Start of Material for the task

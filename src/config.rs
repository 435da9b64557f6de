//! TOML configuration.
//!
//! Every section and field has a default, so a missing config file (or a
//! file that only overrides a handful of values) is valid. CLI flags are
//! applied on top of the loaded values by `main`.

use anyhow::{Context, Result};
use serde::Deserialize;
use std::path::Path;

#[derive(Debug, Deserialize, Clone, Default)]
pub struct Config {
    #[serde(default)]
    pub chunking: ChunkingConfig,
    #[serde(default)]
    pub extract: ExtractConfig,
    #[serde(default)]
    pub embedding: EmbeddingConfig,
    #[serde(default)]
    pub llm: LlmConfig,
    #[serde(default)]
    pub github: GithubConfig,
    #[serde(default)]
    pub ocr: OcrConfig,
    #[serde(default)]
    pub graph: GraphConfig,
}

#[derive(Debug, Deserialize, Clone)]
pub struct ChunkingConfig {
    #[serde(default = "default_chunk_size")]
    pub chunk_size: usize,
    #[serde(default = "default_chunk_overlap")]
    pub chunk_overlap: usize,
}

impl Default for ChunkingConfig {
    fn default() -> Self {
        Self {
            chunk_size: default_chunk_size(),
            chunk_overlap: default_chunk_overlap(),
        }
    }
}

fn default_chunk_size() -> usize {
    1000
}
fn default_chunk_overlap() -> usize {
    200
}

/// Which document readers are enabled. All are compiled in; turning one off
/// makes the matching extension behave as unsupported.
#[derive(Debug, Deserialize, Clone)]
pub struct ExtractConfig {
    #[serde(default = "default_true")]
    pub markdown_render: bool,
    #[serde(default = "default_true")]
    pub html_strip: bool,
    #[serde(default = "default_true")]
    pub docx: bool,
    #[serde(default = "default_true")]
    pub pdf: bool,
}

impl Default for ExtractConfig {
    fn default() -> Self {
        Self {
            markdown_render: true,
            html_strip: true,
            docx: true,
            pdf: true,
        }
    }
}

fn default_true() -> bool {
    true
}

#[derive(Debug, Deserialize, Clone)]
pub struct EmbeddingConfig {
    #[serde(default = "default_provider")]
    pub provider: String,
    #[serde(default)]
    pub model: Option<String>,
    #[serde(default)]
    pub dims: Option<usize>,
    #[serde(default = "default_batch_size")]
    pub batch_size: usize,
    #[serde(default = "default_max_retries")]
    pub max_retries: u32,
    #[serde(default = "default_timeout_secs")]
    pub timeout_secs: u64,
    /// Base URL for the ollama and gemini providers.
    #[serde(default)]
    pub url: Option<String>,
}

impl Default for EmbeddingConfig {
    fn default() -> Self {
        Self {
            provider: default_provider(),
            model: None,
            dims: None,
            batch_size: default_batch_size(),
            max_retries: default_max_retries(),
            timeout_secs: default_timeout_secs(),
            url: None,
        }
    }
}

fn default_provider() -> String {
    "local".to_string()
}
fn default_batch_size() -> usize {
    64
}
fn default_max_retries() -> u32 {
    5
}
fn default_timeout_secs() -> u64 {
    30
}

/// Hosted LLM used by the knowledge-graph pipeline.
#[derive(Debug, Deserialize, Clone)]
pub struct LlmConfig {
    #[serde(default = "default_llm_model")]
    pub model: String,
    #[serde(default = "default_llm_embedding_model")]
    pub embedding_model: String,
    #[serde(default = "default_llm_embedding_dims")]
    pub embedding_dims: usize,
    #[serde(default = "default_temperature")]
    pub temperature: f32,
    #[serde(default = "default_max_output_tokens")]
    pub max_output_tokens: u32,
    #[serde(default = "default_max_retries")]
    pub max_retries: u32,
    #[serde(default = "default_llm_timeout_secs")]
    pub timeout_secs: u64,
    #[serde(default = "default_gemini_url")]
    pub base_url: String,
    #[serde(default = "default_api_key_env")]
    pub api_key_env: String,
}

impl Default for LlmConfig {
    fn default() -> Self {
        Self {
            model: default_llm_model(),
            embedding_model: default_llm_embedding_model(),
            embedding_dims: default_llm_embedding_dims(),
            temperature: default_temperature(),
            max_output_tokens: default_max_output_tokens(),
            max_retries: default_max_retries(),
            timeout_secs: default_llm_timeout_secs(),
            base_url: default_gemini_url(),
            api_key_env: default_api_key_env(),
        }
    }
}

fn default_llm_model() -> String {
    "gemini-2.0-flash-exp".to_string()
}
fn default_llm_embedding_model() -> String {
    "models/text-embedding-004".to_string()
}
fn default_llm_embedding_dims() -> usize {
    768
}
fn default_temperature() -> f32 {
    0.7
}
fn default_max_output_tokens() -> u32 {
    4096
}
fn default_llm_timeout_secs() -> u64 {
    120
}
pub(crate) fn default_gemini_url() -> String {
    "https://generativelanguage.googleapis.com/v1beta".to_string()
}
fn default_api_key_env() -> String {
    "GOOGLE_API_KEY".to_string()
}

#[derive(Debug, Deserialize, Clone)]
pub struct GithubConfig {
    #[serde(default = "default_github_api_url")]
    pub api_url: String,
    #[serde(default = "default_extensions")]
    pub extensions: Vec<String>,
    #[serde(default = "default_exclude_patterns")]
    pub exclude_patterns: Vec<String>,
    #[serde(default = "default_max_file_bytes")]
    pub max_file_bytes: u64,
    #[serde(default = "default_min_content_chars")]
    pub min_content_chars: usize,
    #[serde(default = "default_timeout_secs")]
    pub timeout_secs: u64,
}

impl Default for GithubConfig {
    fn default() -> Self {
        Self {
            api_url: default_github_api_url(),
            extensions: default_extensions(),
            exclude_patterns: default_exclude_patterns(),
            max_file_bytes: default_max_file_bytes(),
            min_content_chars: default_min_content_chars(),
            timeout_secs: default_timeout_secs(),
        }
    }
}

fn default_github_api_url() -> String {
    "https://api.github.com".to_string()
}
fn default_extensions() -> Vec<String> {
    [
        ".py", ".js", ".jsx", ".ts", ".tsx", ".md", ".txt", ".java", ".cpp", ".c", ".go", ".rs",
    ]
    .iter()
    .map(|s| s.to_string())
    .collect()
}
fn default_exclude_patterns() -> Vec<String> {
    [
        "node_modules/",
        "venv/",
        ".venv/",
        "__pycache__/",
        "dist/",
        "build/",
        ".git/",
        "vendor/",
        "target/",
    ]
    .iter()
    .map(|s| s.to_string())
    .collect()
}
fn default_max_file_bytes() -> u64 {
    1_000_000
}
fn default_min_content_chars() -> usize {
    10
}

/// Vision-language OCR fallback for scanned PDF pages. Disabled unless a
/// model is named.
#[derive(Debug, Deserialize, Clone)]
pub struct OcrConfig {
    #[serde(default)]
    pub model: Option<String>,
    #[serde(default = "default_ollama_url")]
    pub url: String,
    #[serde(default = "default_target_size")]
    pub target_size: u32,
    #[serde(default = "default_max_output_tokens")]
    pub max_tokens: u32,
    #[serde(default = "default_llm_timeout_secs")]
    pub timeout_secs: u64,
}

impl Default for OcrConfig {
    fn default() -> Self {
        Self {
            model: None,
            url: default_ollama_url(),
            target_size: default_target_size(),
            max_tokens: default_max_output_tokens(),
            timeout_secs: default_llm_timeout_secs(),
        }
    }
}

fn default_ollama_url() -> String {
    "http://localhost:11434".to_string()
}
fn default_target_size() -> u32 {
    896
}

#[derive(Debug, Deserialize, Clone)]
pub struct GraphConfig {
    #[serde(default = "default_graph_chunk_tokens")]
    pub chunk_token_size: usize,
    #[serde(default = "default_graph_overlap_tokens")]
    pub chunk_overlap_token_size: usize,
    #[serde(default = "default_max_token_size")]
    pub max_token_size: usize,
    #[serde(default = "default_top_k")]
    pub top_k: usize,
}

impl Default for GraphConfig {
    fn default() -> Self {
        Self {
            chunk_token_size: default_graph_chunk_tokens(),
            chunk_overlap_token_size: default_graph_overlap_tokens(),
            max_token_size: default_max_token_size(),
            top_k: default_top_k(),
        }
    }
}

fn default_graph_chunk_tokens() -> usize {
    1200
}
fn default_graph_overlap_tokens() -> usize {
    100
}
fn default_max_token_size() -> usize {
    8192
}
fn default_top_k() -> usize {
    10
}

impl EmbeddingConfig {
    pub fn is_enabled(&self) -> bool {
        self.provider != "disabled"
    }
}

/// Load the config file at `path`, or the defaults when the file does not
/// exist. A file that exists but fails to parse or validate is an error.
pub fn load_or_default(path: &Path) -> Result<Config> {
    if path.exists() {
        load_config(path)
    } else {
        let config = Config::default();
        validate(&config)?;
        Ok(config)
    }
}

pub fn load_config(path: &Path) -> Result<Config> {
    let content = std::fs::read_to_string(path)
        .with_context(|| format!("Failed to read config file: {}", path.display()))?;

    let config: Config = toml::from_str(&content).with_context(|| "Failed to parse config file")?;
    validate(&config)?;
    Ok(config)
}

pub fn validate(config: &Config) -> Result<()> {
    if config.chunking.chunk_size == 0 {
        anyhow::bail!("chunking.chunk_size must be > 0");
    }
    if config.chunking.chunk_overlap >= config.chunking.chunk_size {
        anyhow::bail!("chunking.chunk_overlap must be smaller than chunking.chunk_size");
    }

    if config.embedding.dims == Some(0) {
        anyhow::bail!("embedding.dims must be > 0 when set");
    }
    match config.embedding.provider.as_str() {
        "disabled" | "local" | "openai" | "ollama" | "gemini" => {}
        other => anyhow::bail!(
            "Unknown embedding provider: '{}'. Must be disabled, local, openai, ollama, or gemini.",
            other
        ),
    }

    if config.graph.chunk_overlap_token_size >= config.graph.chunk_token_size {
        anyhow::bail!("graph.chunk_overlap_token_size must be smaller than graph.chunk_token_size");
    }
    if config.graph.top_k == 0 {
        anyhow::bail!("graph.top_k must be >= 1");
    }
    if config.llm.embedding_dims == 0 {
        anyhow::bail!("llm.embedding_dims must be > 0");
    }
    if config.ocr.target_size == 0 {
        anyhow::bail!("ocr.target_size must be > 0");
    }

    Ok(())
}

#[cfg(test)]
mod tests {
    use super::*;

    #[test]
    fn defaults_are_valid() {
        let config = Config::default();
        validate(&config).unwrap();
        assert_eq!(config.chunking.chunk_size, 1000);
        assert_eq!(config.chunking.chunk_overlap, 200);
        assert_eq!(config.github.max_file_bytes, 1_000_000);
        assert_eq!(config.ocr.target_size, 896);
        assert!(config.ocr.model.is_none());
    }

    #[test]
    fn partial_file_keeps_defaults() {
        let config: Config = toml::from_str(
            r#"
[chunking]
chunk_size = 500

[github]
exclude_patterns = ["docs/"]
"#,
        )
        .unwrap();
        assert_eq!(config.chunking.chunk_size, 500);
        assert_eq!(config.chunking.chunk_overlap, 200);
        assert_eq!(config.github.exclude_patterns, vec!["docs/".to_string()]);
        assert_eq!(config.github.extensions.len(), 12);
        assert_eq!(config.llm.model, "gemini-2.0-flash-exp");
    }

    #[test]
    fn overlap_must_be_smaller_than_size() {
        let mut config = Config::default();
        config.chunking.chunk_overlap = config.chunking.chunk_size;
        assert!(validate(&config).is_err());
    }

    #[test]
    fn unknown_provider_rejected() {
        let mut config = Config::default();
        config.embedding.provider = "word2vec".to_string();
        let err = validate(&config).unwrap_err();
        assert!(err.to_string().contains("word2vec"));
    }

    #[test]
    fn missing_file_falls_back_to_defaults() {
        let config = load_or_default(Path::new("/definitely/not/here/prag.toml")).unwrap();
        assert_eq!(config.embedding.provider, "local");
    }
}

End of Material for the task

Exercise directions → Return, from the data above, each line in which the string "EmbeddingConfig" appears.

Response for this exercise →
    pub embedding: EmbeddingConfig,
pub struct EmbeddingConfig {
impl Default for EmbeddingConfig {
impl EmbeddingConfig {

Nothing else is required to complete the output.